▶ What the task asks: Find every line below where the word "ControlsSet" occurs. Then say how many there are, giving only the number.

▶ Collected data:

******

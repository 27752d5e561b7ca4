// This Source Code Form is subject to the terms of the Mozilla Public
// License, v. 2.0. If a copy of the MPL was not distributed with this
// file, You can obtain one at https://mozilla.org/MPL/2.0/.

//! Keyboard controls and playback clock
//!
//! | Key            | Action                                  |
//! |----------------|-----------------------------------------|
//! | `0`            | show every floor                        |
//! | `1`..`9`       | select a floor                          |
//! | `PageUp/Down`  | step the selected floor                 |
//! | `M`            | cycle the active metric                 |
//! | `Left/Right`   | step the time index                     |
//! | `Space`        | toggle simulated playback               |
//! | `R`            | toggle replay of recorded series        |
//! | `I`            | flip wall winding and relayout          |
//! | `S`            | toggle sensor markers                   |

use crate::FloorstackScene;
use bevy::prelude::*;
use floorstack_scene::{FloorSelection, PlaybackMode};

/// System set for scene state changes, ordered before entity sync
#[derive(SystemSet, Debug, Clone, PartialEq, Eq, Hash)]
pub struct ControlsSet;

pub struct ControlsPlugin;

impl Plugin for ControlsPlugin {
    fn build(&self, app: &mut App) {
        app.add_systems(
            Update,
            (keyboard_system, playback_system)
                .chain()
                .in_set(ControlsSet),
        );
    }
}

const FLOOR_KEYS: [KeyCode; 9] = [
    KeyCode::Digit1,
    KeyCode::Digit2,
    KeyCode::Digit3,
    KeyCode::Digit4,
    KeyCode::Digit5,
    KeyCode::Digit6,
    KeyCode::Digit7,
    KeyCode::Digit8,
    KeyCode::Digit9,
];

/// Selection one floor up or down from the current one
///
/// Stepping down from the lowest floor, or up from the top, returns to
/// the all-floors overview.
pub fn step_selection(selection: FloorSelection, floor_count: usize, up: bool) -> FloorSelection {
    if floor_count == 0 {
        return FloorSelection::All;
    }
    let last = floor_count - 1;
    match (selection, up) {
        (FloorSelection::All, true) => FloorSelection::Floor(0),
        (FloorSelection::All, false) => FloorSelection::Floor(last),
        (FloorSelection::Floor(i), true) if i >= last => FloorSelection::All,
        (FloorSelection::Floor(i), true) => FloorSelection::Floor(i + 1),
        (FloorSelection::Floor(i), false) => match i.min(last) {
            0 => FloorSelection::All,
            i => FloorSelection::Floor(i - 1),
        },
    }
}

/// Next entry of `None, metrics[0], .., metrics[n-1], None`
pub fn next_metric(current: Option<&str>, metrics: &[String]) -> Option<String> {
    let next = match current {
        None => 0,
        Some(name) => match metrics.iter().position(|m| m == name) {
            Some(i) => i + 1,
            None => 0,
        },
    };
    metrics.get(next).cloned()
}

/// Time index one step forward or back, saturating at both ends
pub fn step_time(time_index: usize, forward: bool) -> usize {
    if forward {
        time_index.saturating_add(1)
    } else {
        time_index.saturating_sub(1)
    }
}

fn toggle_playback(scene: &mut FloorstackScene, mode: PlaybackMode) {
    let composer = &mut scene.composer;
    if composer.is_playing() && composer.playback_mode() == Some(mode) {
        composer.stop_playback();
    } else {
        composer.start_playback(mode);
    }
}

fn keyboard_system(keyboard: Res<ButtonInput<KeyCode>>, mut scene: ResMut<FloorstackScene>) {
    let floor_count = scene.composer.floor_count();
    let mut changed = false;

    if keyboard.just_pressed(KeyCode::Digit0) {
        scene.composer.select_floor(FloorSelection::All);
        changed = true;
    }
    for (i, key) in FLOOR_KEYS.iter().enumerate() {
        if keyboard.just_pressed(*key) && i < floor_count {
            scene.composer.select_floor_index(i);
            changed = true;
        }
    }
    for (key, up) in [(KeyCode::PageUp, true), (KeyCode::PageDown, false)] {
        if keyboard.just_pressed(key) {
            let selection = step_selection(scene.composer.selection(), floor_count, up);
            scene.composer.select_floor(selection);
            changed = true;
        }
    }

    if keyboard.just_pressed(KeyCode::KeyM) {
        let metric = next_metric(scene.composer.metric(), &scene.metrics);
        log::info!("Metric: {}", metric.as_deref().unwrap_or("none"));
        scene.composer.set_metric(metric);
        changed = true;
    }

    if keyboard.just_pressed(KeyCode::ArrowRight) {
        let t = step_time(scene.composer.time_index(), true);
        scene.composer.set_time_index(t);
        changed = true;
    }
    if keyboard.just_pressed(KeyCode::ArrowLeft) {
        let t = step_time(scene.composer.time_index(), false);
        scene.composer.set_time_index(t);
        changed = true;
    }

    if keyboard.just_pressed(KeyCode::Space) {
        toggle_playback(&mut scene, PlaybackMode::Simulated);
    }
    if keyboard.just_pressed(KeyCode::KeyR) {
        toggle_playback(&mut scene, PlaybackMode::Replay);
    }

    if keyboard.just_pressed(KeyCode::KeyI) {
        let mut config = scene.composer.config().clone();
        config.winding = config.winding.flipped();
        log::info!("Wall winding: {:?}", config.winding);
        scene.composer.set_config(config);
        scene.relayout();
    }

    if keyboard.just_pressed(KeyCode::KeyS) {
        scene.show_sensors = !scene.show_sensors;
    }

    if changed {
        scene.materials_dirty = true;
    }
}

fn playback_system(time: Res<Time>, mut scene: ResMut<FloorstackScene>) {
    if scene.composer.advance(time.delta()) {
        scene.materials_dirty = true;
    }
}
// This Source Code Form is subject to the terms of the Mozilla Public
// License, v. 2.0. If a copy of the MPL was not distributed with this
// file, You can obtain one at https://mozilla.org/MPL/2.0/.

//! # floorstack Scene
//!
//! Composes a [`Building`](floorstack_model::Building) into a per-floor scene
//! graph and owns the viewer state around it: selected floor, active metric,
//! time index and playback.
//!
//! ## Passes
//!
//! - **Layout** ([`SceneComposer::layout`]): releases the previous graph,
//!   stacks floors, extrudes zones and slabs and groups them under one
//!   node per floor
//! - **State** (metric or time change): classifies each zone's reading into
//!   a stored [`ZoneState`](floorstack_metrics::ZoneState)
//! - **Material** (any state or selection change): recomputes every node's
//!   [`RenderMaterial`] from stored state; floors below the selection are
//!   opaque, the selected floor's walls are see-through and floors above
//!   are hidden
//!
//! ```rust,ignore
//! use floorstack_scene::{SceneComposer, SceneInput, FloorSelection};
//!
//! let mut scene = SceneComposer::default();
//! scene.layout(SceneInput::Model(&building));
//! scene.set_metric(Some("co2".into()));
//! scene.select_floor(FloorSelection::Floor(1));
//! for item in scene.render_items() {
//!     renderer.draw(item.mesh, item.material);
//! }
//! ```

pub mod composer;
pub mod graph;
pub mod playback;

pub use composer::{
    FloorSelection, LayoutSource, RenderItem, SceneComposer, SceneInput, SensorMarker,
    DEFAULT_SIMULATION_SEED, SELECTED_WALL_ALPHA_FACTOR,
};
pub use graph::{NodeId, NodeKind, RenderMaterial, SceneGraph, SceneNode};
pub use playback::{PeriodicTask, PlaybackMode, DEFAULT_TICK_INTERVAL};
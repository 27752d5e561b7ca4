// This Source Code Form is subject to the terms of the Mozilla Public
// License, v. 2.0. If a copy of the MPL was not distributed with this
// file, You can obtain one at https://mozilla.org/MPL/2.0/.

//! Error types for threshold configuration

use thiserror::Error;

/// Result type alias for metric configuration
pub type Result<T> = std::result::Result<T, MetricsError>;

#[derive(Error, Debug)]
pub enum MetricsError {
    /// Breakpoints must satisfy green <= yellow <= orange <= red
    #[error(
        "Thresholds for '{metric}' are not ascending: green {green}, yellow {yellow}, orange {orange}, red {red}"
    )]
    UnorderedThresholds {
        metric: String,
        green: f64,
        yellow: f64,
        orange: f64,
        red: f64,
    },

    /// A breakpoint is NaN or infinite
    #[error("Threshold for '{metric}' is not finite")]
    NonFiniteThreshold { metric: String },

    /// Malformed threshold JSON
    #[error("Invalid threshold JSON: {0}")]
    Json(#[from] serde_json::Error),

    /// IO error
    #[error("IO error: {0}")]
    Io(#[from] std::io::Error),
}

******

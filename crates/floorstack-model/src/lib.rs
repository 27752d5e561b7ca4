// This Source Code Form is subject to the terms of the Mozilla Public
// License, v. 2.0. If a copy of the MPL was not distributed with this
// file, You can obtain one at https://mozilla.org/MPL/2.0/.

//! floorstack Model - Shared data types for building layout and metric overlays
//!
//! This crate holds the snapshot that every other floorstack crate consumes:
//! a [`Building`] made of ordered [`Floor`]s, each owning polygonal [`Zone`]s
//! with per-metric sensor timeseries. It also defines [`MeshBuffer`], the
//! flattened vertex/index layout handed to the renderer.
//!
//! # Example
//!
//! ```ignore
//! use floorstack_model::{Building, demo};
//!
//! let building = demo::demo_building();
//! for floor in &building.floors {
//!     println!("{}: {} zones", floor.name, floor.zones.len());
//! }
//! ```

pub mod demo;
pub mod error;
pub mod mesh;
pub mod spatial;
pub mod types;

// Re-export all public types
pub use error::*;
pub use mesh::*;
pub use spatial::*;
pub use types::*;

******

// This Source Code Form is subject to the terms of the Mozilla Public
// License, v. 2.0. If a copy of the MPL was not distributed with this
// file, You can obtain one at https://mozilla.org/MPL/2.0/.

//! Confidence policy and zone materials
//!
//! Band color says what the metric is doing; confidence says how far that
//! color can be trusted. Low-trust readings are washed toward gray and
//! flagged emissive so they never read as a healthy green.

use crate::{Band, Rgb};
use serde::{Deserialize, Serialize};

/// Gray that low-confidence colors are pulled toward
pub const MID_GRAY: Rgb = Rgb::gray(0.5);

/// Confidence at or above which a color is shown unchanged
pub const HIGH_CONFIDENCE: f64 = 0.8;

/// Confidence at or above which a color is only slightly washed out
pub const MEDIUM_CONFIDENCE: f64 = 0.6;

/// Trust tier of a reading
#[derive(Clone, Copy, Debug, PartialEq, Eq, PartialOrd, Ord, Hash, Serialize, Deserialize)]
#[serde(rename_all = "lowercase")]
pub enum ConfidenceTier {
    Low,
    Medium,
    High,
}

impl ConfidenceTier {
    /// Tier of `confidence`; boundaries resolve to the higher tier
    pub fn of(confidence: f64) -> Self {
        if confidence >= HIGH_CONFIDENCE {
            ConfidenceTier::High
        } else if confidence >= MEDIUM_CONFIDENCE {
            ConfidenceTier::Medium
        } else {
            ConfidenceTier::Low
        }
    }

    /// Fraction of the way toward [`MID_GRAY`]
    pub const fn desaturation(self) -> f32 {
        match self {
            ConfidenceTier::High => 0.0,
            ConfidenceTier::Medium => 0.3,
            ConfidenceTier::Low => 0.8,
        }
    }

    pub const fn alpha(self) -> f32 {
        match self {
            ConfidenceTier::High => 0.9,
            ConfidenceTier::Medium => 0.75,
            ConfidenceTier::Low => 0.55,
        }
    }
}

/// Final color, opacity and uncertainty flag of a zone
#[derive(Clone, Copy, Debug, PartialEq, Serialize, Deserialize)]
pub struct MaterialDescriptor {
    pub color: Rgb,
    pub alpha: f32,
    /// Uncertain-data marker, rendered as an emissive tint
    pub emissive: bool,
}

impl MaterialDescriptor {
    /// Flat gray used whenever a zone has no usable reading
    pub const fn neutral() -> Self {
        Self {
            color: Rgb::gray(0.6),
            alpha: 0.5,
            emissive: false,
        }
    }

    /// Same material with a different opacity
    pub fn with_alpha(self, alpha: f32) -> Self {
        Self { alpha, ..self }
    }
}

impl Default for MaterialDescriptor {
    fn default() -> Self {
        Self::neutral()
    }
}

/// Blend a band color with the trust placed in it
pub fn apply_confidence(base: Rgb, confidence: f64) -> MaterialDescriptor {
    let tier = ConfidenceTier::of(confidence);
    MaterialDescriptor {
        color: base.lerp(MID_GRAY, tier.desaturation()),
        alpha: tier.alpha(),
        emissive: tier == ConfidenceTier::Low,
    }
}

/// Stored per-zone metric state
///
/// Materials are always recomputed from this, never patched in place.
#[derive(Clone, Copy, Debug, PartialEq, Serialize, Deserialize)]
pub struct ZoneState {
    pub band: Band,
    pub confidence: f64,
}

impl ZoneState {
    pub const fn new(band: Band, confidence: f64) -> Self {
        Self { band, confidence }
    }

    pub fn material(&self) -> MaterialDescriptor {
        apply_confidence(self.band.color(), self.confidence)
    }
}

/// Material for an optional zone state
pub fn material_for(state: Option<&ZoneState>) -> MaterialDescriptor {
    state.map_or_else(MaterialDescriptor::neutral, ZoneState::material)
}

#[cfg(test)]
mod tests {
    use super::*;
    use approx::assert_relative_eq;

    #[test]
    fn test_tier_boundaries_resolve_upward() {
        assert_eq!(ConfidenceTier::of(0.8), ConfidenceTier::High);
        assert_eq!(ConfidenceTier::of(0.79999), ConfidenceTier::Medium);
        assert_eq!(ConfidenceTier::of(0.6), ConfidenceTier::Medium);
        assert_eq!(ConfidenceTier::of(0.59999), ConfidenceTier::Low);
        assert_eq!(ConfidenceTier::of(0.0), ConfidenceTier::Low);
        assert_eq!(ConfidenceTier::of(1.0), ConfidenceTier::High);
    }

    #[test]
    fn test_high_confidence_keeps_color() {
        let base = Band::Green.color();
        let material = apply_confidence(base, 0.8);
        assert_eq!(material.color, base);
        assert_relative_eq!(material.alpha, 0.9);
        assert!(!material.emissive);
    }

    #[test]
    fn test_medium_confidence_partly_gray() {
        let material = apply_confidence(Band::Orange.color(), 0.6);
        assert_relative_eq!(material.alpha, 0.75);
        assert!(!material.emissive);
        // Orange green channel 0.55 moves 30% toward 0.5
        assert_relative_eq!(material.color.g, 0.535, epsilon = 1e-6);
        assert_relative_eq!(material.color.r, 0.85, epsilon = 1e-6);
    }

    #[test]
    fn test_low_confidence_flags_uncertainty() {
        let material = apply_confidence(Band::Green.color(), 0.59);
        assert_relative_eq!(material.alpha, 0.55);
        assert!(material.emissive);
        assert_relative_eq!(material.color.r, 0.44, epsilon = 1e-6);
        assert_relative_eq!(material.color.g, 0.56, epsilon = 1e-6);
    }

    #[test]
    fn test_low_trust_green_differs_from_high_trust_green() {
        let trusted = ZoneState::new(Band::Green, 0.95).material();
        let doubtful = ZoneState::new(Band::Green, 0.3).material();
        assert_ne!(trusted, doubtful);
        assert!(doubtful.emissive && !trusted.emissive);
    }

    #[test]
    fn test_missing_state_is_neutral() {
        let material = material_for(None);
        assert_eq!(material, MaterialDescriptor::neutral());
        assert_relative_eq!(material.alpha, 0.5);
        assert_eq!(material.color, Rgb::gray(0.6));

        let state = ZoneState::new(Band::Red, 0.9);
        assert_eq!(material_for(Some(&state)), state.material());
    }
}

******

▶ Worked solution: 2